After a brief disagreement, the small crowd in the Mount Abraham Union High School cafeteria put the question to a vote: Should taxpaying non-residents be allowed to stay, and participate, in the forum? The majority decided yes, and the meeting moved on.
‘BENEFIT OF A DOUBT’
Bedinger, meanwhile, urged residents to “give each other the benefit of a doubt.” Bristol is a special community, she said, adding that she believes strong disagreement is fueled by residents’ passion about what happens to their town.
The Lathrop proposal aside, reaching consensus on gravel mining will be complicated simply because of the diversity of opinions on the issue. That diversity was in evidence on Wednesday night, when residents broke into small groups to discuss the criteria for ideal resource extraction in Bristol, and possible boundaries for where extraction may and may not be allowed.
On one side, some residents — like Caroline Engvall — said the “ideal” would be no pits in Bristol at all.
Does the fact that Bristol has gravel, a valuable resource in the building trades, mean that the town should dig it up? wondered Engvall.
“If it were diamonds under the green, would we extract it?” Engvall asked.

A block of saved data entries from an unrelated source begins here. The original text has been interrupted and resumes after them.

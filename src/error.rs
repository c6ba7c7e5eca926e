//! Error types for the estimator and the tracking session.

use thiserror::Error;

/// Result type for pitch tracking operations.
pub type Result<T> = std::result::Result<T, PitchError>;

/// Caller contract violations. An absent tone is not an error: it is reported as `Ok(None)`.
#[derive(Debug, Clone, PartialEq, Eq, Error)]
pub enum PitchError {
    /// The block does not cover the lag range implied by the sample rate and frequency bounds.
    #[error("block of {len} samples is too short, at least {required} are required")]
    InvalidInput {
        /// Length of the rejected block.
        len: usize,
        /// Minimum block length for the configured frequency range.
        required: usize,
    },

    /// The sample rate is zero.
    #[error("invalid sample rate: {rate}")]
    InvalidSampleRate {
        /// The invalid sample rate.
        rate: usize,
    },

    /// Estimator or tracker parameters are inconsistent.
    #[error("invalid parameters: {0}")]
    InvalidParameters(String),
}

On the other end of the spectrum, residents with vested interests in gravel extraction argued for leniency. One group — in which the Lathrop and his son participated in the conversation — said gravel should be allowed anywhere in town, with the understanding that state regulations alone would be strict enough to effectively regulate mining.
Likewise, gravel pit owners Diane and Francis Heffernan said Act 250 land use regulations are strict, and the town shouldn’t unnecessarily duplicate those rules. (To that, planning commission member Willow Wheelock raised the point that in order for Bristol to enforce rules, it needs to have regulations of its own on the books.)
Despite the differences of opinions, Kavanagh said the conversation was largely cordial. She joined Lathrop at his table for the small group discussion. They weren’t able to come to many agreements, she said, but they were able to speak civilly about differences of opinion.
The same was true of Harper and Dumont, who found themselves sharing at table with the Heffernans. The meeting culminated with an open invitation to come see the Heffernans’ existing pit — something Harper said he hoped would clear the air of some of the mystery, and fear, surrounding the industry in Bristol.
“It’s great to finally sit across the table and have this conversation,” Harper said. “I was feeling that there was a distinct lack of understanding among community members about what a pit even looks like, feels like, sounds like, smells like.”
Tentatively, the evening’s discussion built toward common ground: Several times residents proposed a radius around the downtown that would be free of gravel mining, with strict enough regulations in place that would allow pits while still ensuring that residents outside of that downtown core be protected from undue side effects.
For town residents — some of whom voiced frustration that their concerns weren’t heard during the months leading up to the Town Meeting Day vote — the meeting was a welcome about-face.
“The most frustrating aspect of this whole process has been this feeling like I don’t have a voice, like I don’t have any power, and this was empowering,” said Bristol resident Sue Small. “I hope it continues to be so.”
Like Bedinger, Small called for consensus. She found herself sitting at a table where some participants didn’t want to see any new gravel extraction in Bristol in the future at all. But, in the end she, said such a ban was unrealistic.
A resident of Hewitt Road, Small said she has tuned in to the fierce debate over the proposed Lathrop pit for years. She’s reluctant to issue ultimatums on the gravel issue.
“I don’t want to be in that position because then I don’t have any input on the alternative. I would rather assume that we’re going to find a compromise, and I want that compromise to reflect my concerns,” Small said. “I can’t be over here digging my heels in, and I don’t think the other side should be doing that either, because then they’re not going to be properly represented. Through compromise we all get represented.”
The third and final forum will take place on Saturday, June 5, from 9 to 11 a.m. at the Mount Abe cafeteria.